[WORK REQUIRED] Copy out all the data, word for word.

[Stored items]
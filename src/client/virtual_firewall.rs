// This file is part of the terraform-provider-previder project
//
// Copyright (C) ANEO, 2024-2024. All rights reserved.
//
// Licensed under the Apache License, Version 2.0 (the "License")
// you may not use this file except in compliance with the License.
// You may obtain a copy of the License at
//
//     http://www.apache.org/licenses/LICENSE-2.0
//
// Unless required by applicable law or agreed to in writing, software
// distributed under the License is distributed on an "AS IS" BASIS,
// WITHOUT WARRANTIES OR CONDITIONS OF ANY KIND, either express or implied.
// See the License for the specific language governing permissions and
// limitations under the License.

use std::net::IpAddr;

use serde::de::IgnoredAny;
use serde::{Deserialize, Serialize};

use super::{PageRequest, PreviderClient, Reference, Result};

pub const FIREWALL_READY: &str = "READY";
pub const FIREWALL_PENDING_REMOVAL: &str = "PENDING_REMOVAL";

/// Page size and order used to list NAT rules
pub const NAT_RULE_PAGE_SIZE: u64 = 100;
pub const NAT_RULE_SORT: &str = "+description";

#[derive(Debug, Clone, Default, PartialEq, Eq, Deserialize)]
#[serde(rename_all = "camelCase", default)]
pub struct VirtualFirewall {
    pub id: String,
    pub name: String,
    pub type_label: String,
    pub type_name: String,
    pub group: String,
    pub group_name: String,
    pub network: String,
    pub network_name: String,
    pub lan_address: String,
    pub wan_address: Vec<String>,
    pub dhcp_enabled: bool,
    pub dhcp_range_start: String,
    pub dhcp_range_end: String,
    pub local_domain_name: String,
    pub dns_enabled: bool,
    pub nameservers: Vec<String>,
    pub termination_protected: bool,
    pub icmp_wan_enabled: bool,
    pub icmp_lan_enabled: bool,
    pub state: String,
}

/// Body of the create and update calls, `type` is only sent on creation
#[derive(Debug, Clone, Default, PartialEq, Eq, Serialize)]
#[serde(rename_all = "camelCase")]
pub struct VirtualFirewallUpdate {
    pub name: String,
    #[serde(rename = "type", skip_serializing_if = "Option::is_none")]
    pub kind: Option<String>,
    #[serde(skip_serializing_if = "String::is_empty")]
    pub group: String,
    pub network: String,
    pub lan_address: String,
    pub dhcp_enabled: bool,
    #[serde(skip_serializing_if = "Option::is_none")]
    pub dhcp_range_start: Option<IpAddr>,
    #[serde(skip_serializing_if = "Option::is_none")]
    pub dhcp_range_end: Option<IpAddr>,
    #[serde(skip_serializing_if = "String::is_empty")]
    pub local_domain_name: String,
    pub dns_enabled: bool,
    pub nameservers: Vec<IpAddr>,
    pub termination_protected: bool,
    pub icmp_wan_enabled: bool,
    pub icmp_lan_enabled: bool,
}

#[derive(Debug, Clone, Default, PartialEq, Eq, Deserialize)]
#[serde(rename_all = "camelCase", default)]
pub struct NatRule {
    pub id: String,
    pub description: String,
    pub port: u16,
    pub protocol: String,
    pub active: bool,
    pub source: String,
    pub nat_destination: String,
    pub nat_port: u16,
}

#[derive(Debug, Clone, Default, PartialEq, Eq, Serialize)]
#[serde(rename_all = "camelCase")]
pub struct NatRuleCreate {
    pub description: String,
    pub port: u16,
    pub protocol: String,
    pub active: bool,
    #[serde(skip_serializing_if = "String::is_empty")]
    pub source: String,
    pub nat_destination: String,
    pub nat_port: u16,
}

const PATH: &str = "v2/iaas/virtualfirewall";

impl PreviderClient {
    pub async fn get_virtual_firewall(&self, id: &str) -> Result<VirtualFirewall> {
        self.get(&format!("{PATH}/{id}")).await
    }

    pub async fn create_virtual_firewall(&self, create: &VirtualFirewallUpdate) -> Result<Reference> {
        self.post(PATH, create).await
    }

    pub async fn update_virtual_firewall(&self, id: &str, update: &VirtualFirewallUpdate) -> Result<()> {
        self.put::<IgnoredAny, _>(&format!("{PATH}/{id}"), update).await.map(drop)
    }

    pub async fn delete_virtual_firewall(&self, id: &str) -> Result<()> {
        self.delete::<IgnoredAny>(&format!("{PATH}/{id}")).await.map(drop)
    }

    /// Every NAT rule of the firewall, across all pages
    pub async fn list_nat_rules(&self, id: &str) -> Result<Vec<NatRule>> {
        self.get_all_pages(
            &format!("{PATH}/{id}/natrule"),
            PageRequest::sorted(NAT_RULE_PAGE_SIZE, NAT_RULE_SORT),
        )
        .await
    }

    pub async fn create_nat_rule(&self, id: &str, rule: &NatRuleCreate) -> Result<Reference> {
        self.post(&format!("{PATH}/{id}/natrule"), rule).await
    }

    pub async fn update_nat_rule(&self, id: &str, rule_id: &str, rule: &NatRuleCreate) -> Result<()> {
        self.put::<IgnoredAny, _>(&format!("{PATH}/{id}/natrule/{rule_id}"), rule)
            .await
            .map(drop)
    }

    pub async fn delete_nat_rule(&self, id: &str, rule_id: &str) -> Result<()> {
        self.delete::<IgnoredAny>(&format!("{PATH}/{id}/natrule/{rule_id}")).await.map(drop)
    }
}

#[cfg(test)]
mod tests {
    use serde_json::json;
    use wiremock::matchers::{body_json, method, path, query_param};
    use wiremock::{Mock, MockServer, ResponseTemplate};

    use super::*;
    use crate::client::tests::client_for;

    #[tokio::test]
    async fn nat_rules_are_listed_sorted_by_description() {
        let server = MockServer::start().await;
        Mock::given(method("GET"))
            .and(path("/v2/iaas/virtualfirewall/fw-1/natrule"))
            .and(query_param("size", "100"))
            .and(query_param("sort", "+description"))
            .and(query_param("page", "0"))
            .respond_with(ResponseTemplate::new(200).set_body_json(json!({
                "content": [
                    {"id": "r1", "description": "http", "port": 80, "protocol": "TCP",
                     "active": true, "natDestination": "10.0.0.5", "natPort": 8080},
                    {"id": "r2", "description": "ssh", "port": 22, "protocol": "TCP",
                     "active": false, "natDestination": "10.0.0.6", "natPort": 22}
                ],
                "totalElements": 2,
                "totalPages": 1
            })))
            .expect(1)
            .mount(&server)
            .await;

        let rules = client_for(&server).list_nat_rules("fw-1").await.unwrap();
        assert_eq!(rules.len(), 2);
        assert_eq!(rules[0].nat_port, 8080);
        assert_eq!(rules[1].description, "ssh");
    }

    #[tokio::test]
    async fn update_omits_type_and_serializes_addresses() {
        let server = MockServer::start().await;
        Mock::given(method("PUT"))
            .and(path("/v2/iaas/virtualfirewall/fw-1"))
            .and(body_json(json!({
                "name": "edge",
                "network": "lan",
                "lanAddress": "192.168.1.1/24",
                "dhcpEnabled": true,
                "dhcpRangeStart": "192.168.1.100",
                "dhcpRangeEnd": "192.168.1.200",
                "localDomainName": "int",
                "dnsEnabled": true,
                "nameservers": ["1.1.1.1"],
                "terminationProtected": false,
                "icmpWanEnabled": true,
                "icmpLanEnabled": true
            })))
            .respond_with(ResponseTemplate::new(200))
            .expect(1)
            .mount(&server)
            .await;

        client_for(&server)
            .update_virtual_firewall(
                "fw-1",
                &VirtualFirewallUpdate {
                    name: String::from("edge"),
                    network: String::from("lan"),
                    lan_address: String::from("192.168.1.1/24"),
                    dhcp_enabled: true,
                    dhcp_range_start: "192.168.1.100".parse().ok(),
                    dhcp_range_end: "192.168.1.200".parse().ok(),
                    local_domain_name: String::from("int"),
                    dns_enabled: true,
                    nameservers: vec!["1.1.1.1".parse().unwrap()],
                    icmp_wan_enabled: true,
                    icmp_lan_enabled: true,
                    ..Default::default()
                },
            )
            .await
            .unwrap();
    }
}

[REPLY]
filename src/client/virtual_firewall.rs
// This file is part of the terraform-provider-previder project
//
// Copyright (C) ANEO, 2024-2024. All rights reserved.
//
// Licensed under the Apache License, Version 2.0 (the "License")
// you may not use this file except in compliance with the License.
// You may obtain a copy of the License at
//
//     http://www.apache.org/licenses/LICENSE-2.0
//
// Unless required by applicable law or agreed to in writing, software
// distributed under the License is distributed on an "AS IS" BASIS,
// WITHOUT WARRANTIES OR CONDITIONS OF ANY KIND, either express or implied.
// See the License for the specific language governing permissions and
// limitations under the License.

use std::net::IpAddr;

use serde::de::IgnoredAny;
use serde::{Deserialize, Serialize};

use super::{PageRequest, PreviderClient, Reference, Result};

pub const FIREWALL_READY: &str = "READY";
pub const FIREWALL_PENDING_REMOVAL: &str = "PENDING_REMOVAL";

/// Page size and order used to list NAT rules
pub const NAT_RULE_PAGE_SIZE: u64 = 100;
pub const NAT_RULE_SORT: &str = "+description";

#[derive(Debug, Clone, Default, PartialEq, Eq, Deserialize)]
#[serde(rename_all = "camelCase", default)]
pub struct VirtualFirewall {
    pub id: String,
    pub name: String,
    pub type_label: String,
    pub type_name: String,
    pub group: String,
    pub group_name: String,
    pub network: String,
    pub network_name: String,
    pub lan_address: String,
    pub wan_address: Vec<String>,
    pub dhcp_enabled: bool,
    pub dhcp_range_start: String,
    pub dhcp_range_end: String,
    pub local_domain_name: String,
    pub dns_enabled: bool,
    pub nameservers: Vec<String>,
    pub termination_protected: bool,
    pub icmp_wan_enabled: bool,
    pub icmp_lan_enabled: bool,
    pub state: String,
}

/// Body of the create and update calls, `type` is only sent on creation
#[derive(Debug, Clone, Default, PartialEq, Eq, Serialize)]
#[serde(rename_all = "camelCase")]
pub struct VirtualFirewallUpdate {
    pub name: String,
    #[serde(rename = "type", skip_serializing_if = "Option::is_none")]
    pub kind: Option<String>,
    #[serde(skip_serializing_if = "String::is_empty")]
    pub group: String,
    pub network: String,
    pub lan_address: String,
    pub dhcp_enabled: bool,
    #[serde(skip_serializing_if = "Option::is_none")]
    pub dhcp_range_start: Option<IpAddr>,
    #[serde(skip_serializing_if = "Option::is_none")]
    pub dhcp_range_end: Option<IpAddr>,
    #[serde(skip_serializing_if = "String::is_empty")]
    pub local_domain_name: String,
    pub dns_enabled: bool,
    pub nameservers: Vec<IpAddr>,
    pub termination_protected: bool,
    pub icmp_wan_enabled: bool,
    pub icmp_lan_enabled: bool,
}

#[derive(Debug, Clone, Default, PartialEq, Eq, Deserialize)]
#[serde(rename_all = "camelCase", default)]
pub struct NatRule {
    pub id: String,
    pub description: String,
    pub port: u16,
    pub protocol: String,
    pub active: bool,
    pub source: String,
    pub nat_destination: String,
    pub nat_port: u16,
}

#[derive(Debug, Clone, Default, PartialEq, Eq, Serialize)]
#[serde(rename_all = "camelCase")]
pub struct NatRuleCreate {
    pub description: String,
    pub port: u16,
    pub protocol: String,
    pub active: bool,
    #[serde(skip_serializing_if = "String::is_empty")]
    pub source: String,
    pub nat_destination: String,
    pub nat_port: u16,
}

const PATH: &str = "v2/iaas/virtualfirewall";

impl PreviderClient {
    pub async fn get_virtual_firewall(&self, id: &str) -> Result<VirtualFirewall> {
        self.get(&format!("{PATH}/{id}")).await
    }

    pub async fn create_virtual_firewall(&self, create: &VirtualFirewallUpdate) -> Result<Reference> {
        self.post(PATH, create).await
    }

    pub async fn update_virtual_firewall(&self, id: &str, update: &VirtualFirewallUpdate) -> Result<()> {
        self.put::<IgnoredAny, _>(&format!("{PATH}/{id}"), update).await.map(drop)
    }

    pub async fn delete_virtual_firewall(&self, id: &str) -> Result<()> {
        self.delete::<IgnoredAny>(&format!("{PATH}/{id}")).await.map(drop)
    }

    /// Every NAT rule of the firewall, across all pages
    pub async fn list_nat_rules(&self, id: &str) -> Result<Vec<NatRule>> {
        self.get_all_pages(
            &format!("{PATH}/{id}/natrule"),
            PageRequest::sorted(NAT_RULE_PAGE_SIZE, NAT_RULE_SORT),
        )
        .await
    }

    pub async fn create_nat_rule(&self, id: &str, rule: &NatRuleCreate) -> Result<Reference> {
        self.post(&format!("{PATH}/{id}/natrule"), rule).await
    }

    pub async fn update_nat_rule(&self, id: &str, rule_id: &str, rule: &NatRuleCreate) -> Result<()> {
        self.put::<IgnoredAny, _>(&format!("{PATH}/{id}/natrule/{rule_id}"), rule)
            .await
            .map(drop)
    }

    pub async fn delete_nat_rule(&self, id: &str, rule_id: &str) -> Result<()> {
        self.delete::<IgnoredAny>(&format!("{PATH}/{id}/natrule/{rule_id}")).await.map(drop)
    }
}

#[cfg(test)]
mod tests {
    use serde_json::json;
    use wiremock::matchers::{body_json, method, path, query_param};
    use wiremock::{Mock, MockServer, ResponseTemplate};

    use super::*;
    use crate::client::tests::client_for;

    #[tokio::test]
    async fn nat_rules_are_listed_sorted_by_description() {
        let server = MockServer::start().await;
        Mock::given(method("GET"))
            .and(path("/v2/iaas/virtualfirewall/fw-1/natrule"))
            .and(query_param("size", "100"))
            .and(query_param("sort", "+description"))
            .and(query_param("page", "0"))
            .respond_with(ResponseTemplate::new(200).set_body_json(json!({
                "content": [
                    {"id": "r1", "description": "http", "port": 80, "protocol": "TCP",
                     "active": true, "natDestination": "10.0.0.5", "natPort": 8080},
                    {"id": "r2", "description": "ssh", "port": 22, "protocol": "TCP",
                     "active": false, "natDestination": "10.0.0.6", "natPort": 22}
                ],
                "totalElements": 2,
                "totalPages": 1
            })))
            .expect(1)
            .mount(&server)
            .await;

        let rules = client_for(&server).list_nat_rules("fw-1").await.unwrap();
        assert_eq!(rules.len(), 2);
        assert_eq!(rules[0].nat_port, 8080);
        assert_eq!(rules[1].description, "ssh");
    }

    #[tokio::test]
    async fn update_omits_type_and_serializes_addresses() {
        let server = MockServer::start().await;
        Mock::given(method("PUT"))
            .and(path("/v2/iaas/virtualfirewall/fw-1"))
            .and(body_json(json!({
                "name": "edge",
                "network": "lan",
                "lanAddress": "192.168.1.1/24",
                "dhcpEnabled": true,
                "dhcpRangeStart": "192.168.1.100",
                "dhcpRangeEnd": "192.168.1.200",
                "localDomainName": "int",
                "dnsEnabled": true,
                "nameservers": ["1.1.1.1"],
                "terminationProtected": false,
                "icmpWanEnabled": true,
                "icmpLanEnabled": true
            })))
            .respond_with(ResponseTemplate::new(200))
            .expect(1)
            .mount(&server)
            .await;

        client_for(&server)
            .update_virtual_firewall(
                "fw-1",
                &VirtualFirewallUpdate {
                    name: String::from("edge"),
                    network: String::from("lan"),
                    lan_address: String::from("192.168.1.1/24"),
                    dhcp_enabled: true,
                    dhcp_range_start: "192.168.1.100".parse().ok(),
                    dhcp_range_end: "192.168.1.200".parse().ok(),
                    local_domain_name: String::from("int"),
                    dns_enabled: true,
                    nameservers: vec!["1.1.1.1".parse().unwrap()],
                    icmp_wan_enabled: true,
                    icmp_lan_enabled: true,
                    ..Default::default()
                },
            )
            .await
            .unwrap();
    }
}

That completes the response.